L’économie digitale et la suprématie des GAFA (géants de l’internet) a créé les conditions propices à l’émergence d’une culture de l’optimisation fiscale agressive. En étant parvenu à dématérialiser les flux économiques, les nouveaux acteurs du digital ont laissé penser que la déterritorialisation des activités du numérique n’était qu’un enjeu de forme. Or, cette déterritorialisation s’effectue bien souvent pour des raisons fiscales. Même si la virtualisation de tout un pan de la vie économique donne l’apparence du naturel à la démarche, elle reste parfaitement contestable.
Le cas Uber est sans doute le plus significatif sur ce point. La stratégie de la multinationale américaine a toujours été de se positionner comme la victime des lourdeurs règlementaires associées à l’ancien monde. L’avènement du nouveau, certes nécessaire à son existence, ne lui en a pas moins permis de déclarer aux Bermudes l’essentiel de son chiffre d’affaire réalisé… en France.
Avec la digitalisation, les dérives de ce nouvel esprit du capitalisme sans frontière pourraient bien se propager aux autres secteurs de l’économie. Récemment ce sont des entreprises du secteur pharmaceutique, les suisses Pfizer et Allergan, et du secteur du tourisme de loisir, le français Smartbox, qui ont suscité la controverse pour avoir ouvert des filiales en Irlande. Sous couvert d’optimisation, ces créations de filiales sont loin d’être anodines, elles cachent de savants montages d’évasion des bénéfices. Le cas de Smartbox est particulièrement révélateur de ce double jeu qui s’exerce au plus grand mépris de l’administration fiscale française mais aussi de ses clients. Bien que la marque soit domiciliée en région parisienne, sa filiale exploitante Smartbox Expérience Ltd, a été transférée quant à elle à Dublin en 2009. Conséquence : emplois et impôts de la société ont été délocalisés.

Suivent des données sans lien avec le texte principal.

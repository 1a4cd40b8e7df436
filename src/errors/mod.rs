//! Error handling subsystem
//!
//! - [`AgentError`]: a two-axis (severity × source) error record
//! - [`ErrorHandling`]: severity-keyed handler chains plus fallbacks
//! - [`retry`]: retry-with-backoff helper

pub mod handler;
pub mod retry;

pub use handler::{ErrorHandler, ErrorHandling, LoggingFallback};
pub use retry::{backoff_delay, retry, RetryMatcher, RetryOptions};

use chrono::{DateTime, Utc};
use serde::{Deserialize, Serialize};
use std::collections::HashMap;

/// Error severity, ordered from least to most severe
#[derive(Debug, Clone, Copy, PartialEq, Eq, Hash, PartialOrd, Ord, Serialize, Deserialize)]
#[serde(rename_all = "snake_case")]
pub enum Severity {
    Info,
    Warning,
    Error,
    Critical,
}

impl std::fmt::Display for Severity {
    fn fmt(&self, f: &mut std::fmt::Formatter<'_>) -> std::fmt::Result {
        match self {
            Severity::Info => write!(f, "info"),
            Severity::Warning => write!(f, "warning"),
            Severity::Error => write!(f, "error"),
            Severity::Critical => write!(f, "critical"),
        }
    }
}

/// Where an error originated
#[derive(Debug, Clone, Copy, PartialEq, Eq, Hash, Serialize, Deserialize)]
#[serde(rename_all = "snake_case")]
pub enum ErrorSource {
    Module,
    McpServer,
    McpClient,
    Framework,
    External,
}

impl std::fmt::Display for ErrorSource {
    fn fmt(&self, f: &mut std::fmt::Formatter<'_>) -> std::fmt::Result {
        match self {
            ErrorSource::Module => write!(f, "module"),
            ErrorSource::McpServer => write!(f, "mcp_server"),
            ErrorSource::McpClient => write!(f, "mcp_client"),
            ErrorSource::Framework => write!(f, "framework"),
            ErrorSource::External => write!(f, "external"),
        }
    }
}

/// Free-form context attached to an error, always timestamped at creation
#[derive(Debug, Clone, Serialize, Deserialize)]
pub struct ErrorContext {
    pub timestamp: DateTime<Utc>,
    #[serde(flatten)]
    pub values: HashMap<String, serde_json::Value>,
}

impl ErrorContext {
    pub fn new() -> Self {
        Self {
            timestamp: Utc::now(),
            values: HashMap::new(),
        }
    }

    pub fn with<K: Into<String>, V: Into<serde_json::Value>>(mut self, key: K, value: V) -> Self {
        self.values.insert(key.into(), value.into());
        self
    }

    pub fn get(&self, key: &str) -> Option<&serde_json::Value> {
        self.values.get(key)
    }
}

impl Default for ErrorContext {
    fn default() -> Self {
        Self::new()
    }
}

/// An error flowing once through the handler chain.
///
/// Never persisted. `handled` is flipped by [`ErrorHandling::handle_error`]
/// when some handler claims the error.
#[derive(Debug)]
pub struct AgentError {
    pub message: String,
    pub severity: Severity,
    pub source: ErrorSource,
    pub original: Option<anyhow::Error>,
    pub context: ErrorContext,
    pub handled: bool,
}

impl AgentError {
    /// Build an unhandled error. The context timestamp is always re-stamped.
    pub fn new(
        message: impl Into<String>,
        severity: Severity,
        source: ErrorSource,
        original: Option<anyhow::Error>,
        context: Option<ErrorContext>,
    ) -> Self {
        let mut context = context.unwrap_or_default();
        context.timestamp = Utc::now();

        Self {
            message: message.into(),
            severity,
            source,
            original,
            context,
            handled: false,
        }
    }

    /// JSON payload used when the error is published on the bus
    pub fn to_event_payload(&self) -> serde_json::Value {
        serde_json::json!({
            "message": self.message,
            "severity": self.severity,
            "source": self.source,
            "original": self.original.as_ref().map(|e| format!("{:#}", e)),
            "context": self.context,
            "handled": self.handled,
        })
    }
}

impl std::fmt::Display for AgentError {
    fn fmt(&self, f: &mut std::fmt::Formatter<'_>) -> std::fmt::Result {
        write!(f, "[{}/{}] {}", self.severity, self.source, self.message)
    }
}

impl std::error::Error for AgentError {
    fn source(&self) -> Option<&(dyn std::error::Error + 'static)> {
        self.original
            .as_ref()
            .map(|e| &**e as &(dyn std::error::Error + 'static))
    }
}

Si les techniques d’optimisation du spécialiste du coffret-cadeaux sont toujours passés sous les radars du fisc en France jusqu’à présent, les services financiers italiens ont semblent-ils trouvé la faille. Ils accusent Smartbox d’avoir utilisé sa filiale irlandaise pour soustraire 105 millions d’euros de bénéfices qui auraient du être déclarés en Italie. Face aux perspectives d’hémorragie des entreprises nationales, l’administration française est longtemps restée paralysée. Le manque de volonté politique se cumulait à la difficulté de pointer seule du doigt les États européens qui ne jouaient pas le jeu de la transparence. Ces derniers mois, les consciences semblent pourtant bel et bien s’ouvrir à la réalité du fléau de « l’optimisation » fiscale, notamment au regard du manque à gagner pour les administrations. Selon les chiffres de la commission Européenne, ce serait 4% à 10% d’impôts sur les sociétés qui échapperaient chaque année aux États grâce à l’opacité fiscale.

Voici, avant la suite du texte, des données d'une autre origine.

use crate::event::Event;
use chrono::Utc;
use serde::Serialize;

/// Server → Client: greeting sent immediately after connect
#[derive(Debug, Clone, Serialize)]
pub struct HelloMessage {
    #[serde(rename = "type")]
    pub msg_type: String,
    #[serde(rename = "serverTime")]
    pub server_time: i64,
    /// Aggregate event count at connect time
    pub events: usize,
}

impl HelloMessage {
    pub fn new(events: usize) -> Self {
        Self {
            msg_type: "hello".to_string(),
            server_time: Utc::now().timestamp_millis(),
            events,
        }
    }
}

/// Server → Client: catch-up snapshot for a late joiner
#[derive(Debug, Clone, Serialize)]
pub struct SnapshotMessage {
    #[serde(rename = "type")]
    pub msg_type: String,
    pub count: usize,
    pub events: Vec<Event>,
}

impl SnapshotMessage {
    pub fn new(events: Vec<Event>) -> Self {
        Self {
            msg_type: "snapshot".to_string(),
            count: events.len(),
            events,
        }
    }
}

/// Server → Client: live event notification
#[derive(Debug, Clone, Serialize)]
pub struct EventMessage {
    #[serde(rename = "type")]
    pub msg_type: String,
    pub event: Event,
}

impl From<Event> for EventMessage {
    fn from(event: Event) -> Self {
        Self {
            msg_type: "event".to_string(),
            event,
        }
    }
}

Face au constat, les autorités françaises et européennes ont donc commencé à engager la riposte. L’Assemblée Nationale a, entre autres, adopté le 12 novembre dernier, lors de l’adoption d’un projet de loi de Finance 2016, un amendement imposant aux entreprises françaises le reporting pays par pays de leurs activités. Cette mesure permettra dès la fin de l’exercice 2016 une meilleure traçabilité des activités fiscales des groupes tricolores. Si elle n’est pas reboutée par le conseil constitutionnel, mais au contraire élargie au niveau européen comme l’envisage la commission, cet amendement constituera alors la première pierre d’un système juridique et fiscale européen plus juste et, surtout, plus transparent.